Guardian Trust Co. v. Kansas City Southern Ry. Co.

Decision Date02 April 1909
Docket Number2,827.
PartiesGUARDIAN TRUST CO. v. KANSAS CITY SOUTHERN RY. CO. et al.
CourtU.S. Court of Appeals — Eighth Circuit

(Syllabus by the Court.)

In a suit in the United States Circuit Court founded on a creditors' bill against the Belt Company, a debtor, the Trust Company, a secured creditor, and others, the Southern Company, a purchaser at foreclosure sales, intervened. The purpose of the suit was to apply the property which the Trust Company had received from the Belt Company and from others to the payment of the claims of the creditors of the latter company. The issue of the state of the accounts between the Trust Company and the Belt Company had arisen, and they had stipulated that there should be an accounting between them in the creditors' suit, and that judgment for the amount due should be rendered against the party found to be the debtor. The Belt Company had alleged that certain of its promissory notes held by the Trust Company were void, and prayed that they be canceled. The Southern Company had intervened and claimed the property which the Trust Company had received from the Belt Company and from the other corporations. Thereupon the Trust Company brought three actions at law in a state court against the Southern Company, on the grounds that the Belt Company was indebted to it upon the promissory notes and upon an open account, and that the Gulf Company was also indebted to it, and that the Southern Company had assumed and agreed to pay to it all these debts. Upon these facts the Southern Company, upon a dependent bill in the equity suit secured an injunction against the prosecution of the actions at law in the state court. Held:

(1) The prosecutions of the actions at law would not prevent the effectual decision of the issues and the administration of the rights and remedies involved in the equity suit.

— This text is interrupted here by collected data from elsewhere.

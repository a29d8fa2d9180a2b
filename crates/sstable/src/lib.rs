//! # SSTable - Sorted String Table
//!
//! Immutable, on-disk storage files for the StratumKV storage core.
//!
//! When the in-memory memtable exceeds its size threshold the engine
//! flushes it to disk as an SSTable. SSTables are *write-once,
//! read-many* — once created they are never modified (only replaced
//! during compaction).
//!
//! ## File layout
//!
//! ```text
//! ┌───────────────────────────────────────────────────────────────┐
//! │ DATA BLOCKS (prefix-compressed sorted entries)                │
//! │                                                               │
//! │ each block:                                                   │
//! │   shared (varint32) | non_shared (varint32)                   │
//! │   value_len (varint32) | key_delta | value    ... repeated    │
//! │   restart_offset (fixed32) * | num_restarts (fixed32)         │
//! │ followed on disk by: type (u8) | crc32 (fixed32)              │
//! ├───────────────────────────────────────────────────────────────┤
//! │ FILTER BLOCK (optional, raw)                                  │
//! │                                                               │
//! │ filter_data * | filter_offset (fixed32) *                     │
//! │ array_offset (fixed32) | base_lg (u8)                         │
//! ├───────────────────────────────────────────────────────────────┤
//! │ METAINDEX BLOCK ("filter.<policy>" -> filter BlockHandle)     │
//! ├───────────────────────────────────────────────────────────────┤
//! │ INDEX BLOCK (last-key-in-block -> data BlockHandle)           │
//! ├───────────────────────────────────────────────────────────────┤
//! │ FOOTER (always last 48 bytes)                                 │
//! │                                                               │
//! │ metaindex handle | index handle | padding | magic (fixed64)   │
//! └───────────────────────────────────────────────────────────────┘
//! ```
//!
//! All integers are little-endian; handles are varint64 pairs. The magic
//! constant `0xdb4775248b80fb57` identifies the format. The trailing
//! `type` byte of each block is a compression code; only uncompressed
//! blocks are supported, and a checksum-verification request or foreign
//! compression code is reported as NotSupported rather than guessed at.
//!
//! ## Reading path
//!
//! [`Table::open`] parses the footer and index block eagerly; data
//! blocks are loaded lazily per lookup or scan, through the optional
//! shared [`LruBlockCache`]. Iterators hold their block via `Arc`, so a
//! cached block evicted mid-scan stays alive until the scan moves on.

mod block;
mod block_builder;
mod cache;
mod file;
mod filter_block;
mod format;
mod iter;
mod merge;
mod options;
mod table;
mod table_builder;
mod two_level;

pub use block::{Block, BlockIter};
pub use block_builder::BlockBuilder;
pub use cache::{BlockCache, LruBlockCache};
pub use file::{FsRandomAccessFile, MemFile, RandomAccessFile};
pub use filter_block::{FilterBlockBuilder, FilterBlockReader};
pub use format::{read_block, BlockHandle, Footer, BLOCK_TRAILER_SIZE, TABLE_MAGIC};
pub use merge::MergingIter;
pub use options::{CompressionType, Options, ReadOptions};
pub use table::Table;
pub use table_builder::TableBuilder;
pub use two_level::{BlockFunction, TwoLevelIter};

#[cfg(test)]
mod tests;
//! Shared cache of decoded data blocks.
//!
//! Cached blocks are handed out as `Arc<Block>` clones, so a block
//! evicted from the cache stays alive until the last iterator reading it
//! is dropped. That replaces explicit handle release calls with ordinary
//! ownership.

use std::collections::{BTreeMap, HashMap};
use std::sync::atomic::{AtomicU64, Ordering};
use std::sync::Mutex;

use crate::block::Block;
use std::sync::Arc;

/// Cache capability consumed by [`crate::Table`].
///
/// Keys are opaque byte strings (tables use a 16-byte id/offset pair).
/// Implementations must be thread-safe.
pub trait BlockCache: Send + Sync {
    fn lookup(&self, key: &[u8]) -> Option<Arc<Block>>;

    /// Inserts `block`, accounted at `charge` bytes against capacity.
    fn insert(&self, key: Vec<u8>, block: Arc<Block>, charge: usize);

    /// A fresh id, distinct from every id previously returned. Each open
    /// table takes one to namespace its cache keys.
    fn new_id(&self) -> u64;
}

struct CacheEntry {
    block: Arc<Block>,
    charge: usize,
    /// Recency stamp; larger means more recently used.
    stamp: u64,
}

struct CacheState {
    entries: HashMap<Vec<u8>, CacheEntry>,
    /// stamp -> key, ordered oldest first for eviction.
    recency: BTreeMap<u64, Vec<u8>>,
    usage: usize,
    next_stamp: u64,
}

/// Least-recently-used [`BlockCache`] with a byte-size capacity.
pub struct LruBlockCache {
    capacity: usize,
    state: Mutex<CacheState>,
    next_id: AtomicU64,
}

impl LruBlockCache {
    #[must_use]
    pub fn new(capacity: usize) -> LruBlockCache {
        LruBlockCache {
            capacity,
            state: Mutex::new(CacheState {
                entries: HashMap::new(),
                recency: BTreeMap::new(),
                usage: 0,
                next_stamp: 0,
            }),
            next_id: AtomicU64::new(1),
        }
    }

    /// Bytes currently charged against capacity.
    #[must_use]
    pub fn usage(&self) -> usize {
        match self.state.lock() {
            Ok(state) => state.usage,
            Err(poisoned) => poisoned.into_inner().usage,
        }
    }

    fn locked(&self) -> std::sync::MutexGuard<'_, CacheState> {
        match self.state.lock() {
            Ok(state) => state,
            // The cache holds no invariants a panic could break mid-way
            // that eviction cannot repair; keep serving.
            Err(poisoned) => poisoned.into_inner(),
        }
    }
}

impl BlockCache for LruBlockCache {
    fn lookup(&self, key: &[u8]) -> Option<Arc<Block>> {
        let mut state = self.locked();
        let stamp = state.next_stamp;
        state.next_stamp += 1;
        let entry = state.entries.get_mut(key)?;
        let old_stamp = entry.stamp;
        entry.stamp = stamp;
        let block = Arc::clone(&entry.block);
        state.recency.remove(&old_stamp);
        state.recency.insert(stamp, key.to_vec());
        Some(block)
    }

    fn insert(&self, key: Vec<u8>, block: Arc<Block>, charge: usize) {
        let mut state = self.locked();
        let stamp = state.next_stamp;
        state.next_stamp += 1;

        if let Some(old) = state.entries.remove(&key) {
            state.recency.remove(&old.stamp);
            state.usage -= old.charge;
        }
        state.recency.insert(stamp, key.clone());
        state.entries.insert(
            key,
            CacheEntry {
                block,
                charge,
                stamp,
            },
        );
        state.usage += charge;

        // Evict oldest entries until within capacity. Evicted blocks may
        // outlive eviction through Arcs held by live iterators.
        while state.usage > self.capacity {
            let oldest = match state.recency.keys().next().copied() {
                Some(stamp) => stamp,
                None => break,
            };
            if let Some(victim_key) = state.recency.remove(&oldest) {
                if let Some(victim) = state.entries.remove(&victim_key) {
                    state.usage -= victim.charge;
                }
            }
        }
    }

    fn new_id(&self) -> u64 {
        self.next_id.fetch_add(1, Ordering::Relaxed)
    }
}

(2) It would not withdraw or interfere with the legal custody of any specific property which the national court had acquired, or prevent in any degree its subsequent disposition of that property.

(3) The Trust Company had the legal right to prosecute its actions at law in the state court, and the issue of the injunction was an error.

The pendency in another jurisdiction of an action in personam for the same cause which involves no claim to or lien upon any specific property in the possession or under the dominion of a national court of equity, and no issue of which it has acquired exclusive jurisdiction, presents no ground for a dependent bill or an injunction to stay the action at law.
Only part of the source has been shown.